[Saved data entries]
◆ ◆ ◆ ◆ ◆
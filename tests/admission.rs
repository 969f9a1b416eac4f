//! Integration tests for per-client admission control.
//!
//! # Tests Covered
//!
//! - Token bucket burst and refill timing
//! - Idle eviction followed by a fresh allowance
//! - The HTTP middleware: 429 for throttled clients, 500 without a peer
//!   address, per-client isolation
//! - Sweeper start and stop

mod common;

use std::net::SocketAddr;
use std::sync::Arc;
use std::time::{Duration, Instant};

use axum::http::{Method, StatusCode};
use rstest::rstest;

use common::{
    CLIENT, app, app_from, app_without_peer, create_test_app_state_with, empty_request, send,
};
use greenlight_api::admission::{AdmissionConfig, AdmissionGate, ClientId, ManualClock};
use greenlight_api::infrastructure::StubMailer;

fn client(address: &str) -> ClientId {
    ClientId::new(address).unwrap()
}

// =============================================================================
// Gate behaviour
// =============================================================================

#[rstest]
fn test_burst_then_refill_after_half_second() {
    let clock = ManualClock::default();
    let gate = AdmissionGate::with_clock(AdmissionConfig::new(2.0, 4), Arc::new(clock.clone()))
        .unwrap();
    let client = client("198.51.100.1");

    for call in 0..4 {
        assert!(gate.admit(&client), "call {call} at t=0 should be admitted");
    }
    assert!(!gate.admit(&client), "fifth call at t=0 should be rejected");

    clock.advance(Duration::from_millis(500));
    assert!(gate.admit(&client), "one token refilled after 0.5s");
    assert!(!gate.admit(&client));
}

#[rstest]
#[case(1)]
#[case(4)]
#[case(50)]
fn test_first_contact_is_always_admitted(#[case] burst: u32) {
    let gate = AdmissionGate::new(AdmissionConfig::new(1.0, burst)).unwrap();
    assert!(gate.admit(&client("198.51.100.2")));
}

#[rstest]
fn test_full_refill_after_refill_window() {
    let config = AdmissionConfig::new(2.0, 4);
    let gate = AdmissionGate::new(config).unwrap();
    let client = client("198.51.100.3");
    let start = Instant::now();

    for _ in 0..4 {
        assert!(gate.admit_at(&client, start));
    }
    assert!(!gate.admit_at(&client, start));

    let later = start + config.refill_window();
    for _ in 0..4 {
        assert!(gate.admit_at(&client, later));
    }
}

#[rstest]
fn test_idle_client_evicted_then_gets_full_burst() {
    let clock = ManualClock::default();
    let config = AdmissionConfig::new(2.0, 4)
        .with_sweep_interval(Duration::from_secs(60))
        .with_idle_threshold(Duration::from_secs(180));
    let gate = AdmissionGate::with_clock(config, Arc::new(clock.clone())).unwrap();
    let client = client("198.51.100.4");

    for _ in 0..4 {
        assert!(gate.admit(&client));
    }
    assert!(!gate.admit(&client));

    clock.advance(Duration::from_secs(4 * 60));
    assert_eq!(gate.sweep(), 1);
    assert!(gate.bucket(&client).is_none());

    clock.advance(Duration::from_secs(1));
    for _ in 0..4 {
        assert!(gate.admit(&client));
    }
    assert!(!gate.admit(&client));
}

#[rstest]
fn test_active_client_survives_sweep() {
    let clock = ManualClock::default();
    let gate = AdmissionGate::with_clock(AdmissionConfig::new(2.0, 4), Arc::new(clock.clone()))
        .unwrap();
    let idle = client("198.51.100.5");
    let active = client("198.51.100.6");

    gate.admit(&idle);
    gate.admit(&active);
    clock.advance(Duration::from_secs(120));
    gate.admit(&active);
    clock.advance(Duration::from_secs(120));

    assert_eq!(gate.sweep(), 1);
    assert!(gate.bucket(&idle).is_none());
    assert!(gate.bucket(&active).is_some());
}

#[rstest]
fn test_empty_identity_is_rejected_before_the_gate() {
    assert!(ClientId::new("").is_err());
    assert!(ClientId::new("   ").is_err());
}

// =============================================================================
// Sweeper lifecycle
// =============================================================================

#[rstest]
#[tokio::test]
async fn test_sweeper_runs_until_stopped() {
    let gate = AdmissionGate::start(
        AdmissionConfig::new(2.0, 4),
        Arc::new(ManualClock::default()),
    )
    .unwrap();
    assert!(gate.is_sweeping());

    gate.stop().await;
    assert!(!gate.is_sweeping());

    // A second stop is a no-op.
    gate.stop().await;
}

#[rstest]
#[tokio::test(start_paused = true)]
async fn test_sweeper_evicts_on_schedule() {
    let clock = ManualClock::default();
    let config = AdmissionConfig::new(2.0, 4)
        .with_sweep_interval(Duration::from_secs(60))
        .with_idle_threshold(Duration::from_secs(180));
    let gate = AdmissionGate::start(config, Arc::new(clock.clone())).unwrap();
    let client = client("198.51.100.7");
    gate.admit(&client);

    for _ in 0..4 {
        clock.advance(Duration::from_secs(60));
        tokio::time::sleep(Duration::from_secs(60)).await;
    }
    // Let the tick at 240s run before checking.
    tokio::time::sleep(Duration::from_secs(30)).await;

    assert_eq!(gate.tracked_clients(), 0);
    gate.stop().await;
}

// =============================================================================
// Middleware
// =============================================================================

#[rstest]
#[tokio::test]
async fn test_throttled_request_gets_429() {
    let (state, _) = create_test_app_state_with(AdmissionConfig::new(1.0, 2), StubMailer::new());
    let app = app(state);

    for _ in 0..2 {
        let (status, _) = send(&app, empty_request(Method::GET, "/v1/api/health")).await;
        assert_eq!(status, StatusCode::OK);
    }

    let (status, body) = send(&app, empty_request(Method::GET, "/v1/api/health")).await;
    assert_eq!(status, StatusCode::TOO_MANY_REQUESTS);
    assert_eq!(body["code"], "RATE_LIMIT_EXCEEDED");
}

#[rstest]
#[tokio::test]
async fn test_clients_are_limited_independently() {
    let (state, _) = create_test_app_state_with(AdmissionConfig::new(1.0, 1), StubMailer::new());
    let first = app(state.clone());
    let second = app_from(state.clone(), SocketAddr::from(([192, 0, 2, 99], 40_000)));

    let (status, _) = send(&first, empty_request(Method::GET, "/v1/api/health")).await;
    assert_eq!(status, StatusCode::OK);
    let (status, _) = send(&first, empty_request(Method::GET, "/v1/api/health")).await;
    assert_eq!(status, StatusCode::TOO_MANY_REQUESTS);

    let (status, _) = send(&second, empty_request(Method::GET, "/v1/api/health")).await;
    assert_eq!(status, StatusCode::OK);
}

#[rstest]
#[tokio::test]
async fn test_port_is_not_part_of_identity() {
    let (state, _) = create_test_app_state_with(AdmissionConfig::new(1.0, 1), StubMailer::new());
    let first = app(state.clone());
    let same_host = app_from(state, SocketAddr::new(CLIENT.ip(), CLIENT.port() + 1));

    let (status, _) = send(&first, empty_request(Method::GET, "/v1/api/health")).await;
    assert_eq!(status, StatusCode::OK);
    let (status, _) = send(&same_host, empty_request(Method::GET, "/v1/api/health")).await;
    assert_eq!(status, StatusCode::TOO_MANY_REQUESTS);
}

#[rstest]
#[tokio::test]
async fn test_missing_peer_address_is_a_server_error() {
    let (state, _) = create_test_app_state_with(AdmissionConfig::new(1.0, 2), StubMailer::new());
    let app = app_without_peer(state);

    let (status, body) = send(&app, empty_request(Method::GET, "/v1/api/health")).await;
    assert_eq!(status, StatusCode::INTERNAL_SERVER_ERROR);
    assert_eq!(body["code"], "INTERNAL_ERROR");
}

#[rstest]
#[tokio::test]
async fn test_disabled_gate_admits_everything() {
    let (state, _) = create_test_app_state_with(AdmissionConfig::disabled(), StubMailer::new());
    let app = app_without_peer(state.clone());

    for _ in 0..20 {
        let (status, _) = send(&app, empty_request(Method::GET, "/v1/api/health")).await;
        assert_eq!(status, StatusCode::OK);
    }
    assert_eq!(state.gate.tracked_clients(), 0);
}

#[rstest]
#[tokio::test]
async fn test_fallbacks_are_rate_limited_too() {
    let (state, _) = create_test_app_state_with(AdmissionConfig::new(1.0, 1), StubMailer::new());
    let app = app(state);

    let (status, _) = send(&app, empty_request(Method::GET, "/no/such/route")).await;
    assert_eq!(status, StatusCode::NOT_FOUND);
    let (status, _) = send(&app, empty_request(Method::GET, "/no/such/route")).await;
    assert_eq!(status, StatusCode::TOO_MANY_REQUESTS);
}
◆ ◆ ◆ ◆ ◆
WORK ITEM - Word for word, restate the lines of the data above that fall between the line holding "#[case(50)]" and the line holding "let gate = AdmissionGate::new(config).unwrap();", inclusive, and no other lines.

YOUR SOLUTION -
#[case(50)]
fn test_first_contact_is_always_admitted(#[case] burst: u32) {
    let gate = AdmissionGate::new(AdmissionConfig::new(1.0, burst)).unwrap();
    assert!(gate.admit(&client("198.51.100.2")));
}

#[rstest]
fn test_full_refill_after_refill_window() {
    let config = AdmissionConfig::new(2.0, 4);
    let gate = AdmissionGate::new(config).unwrap();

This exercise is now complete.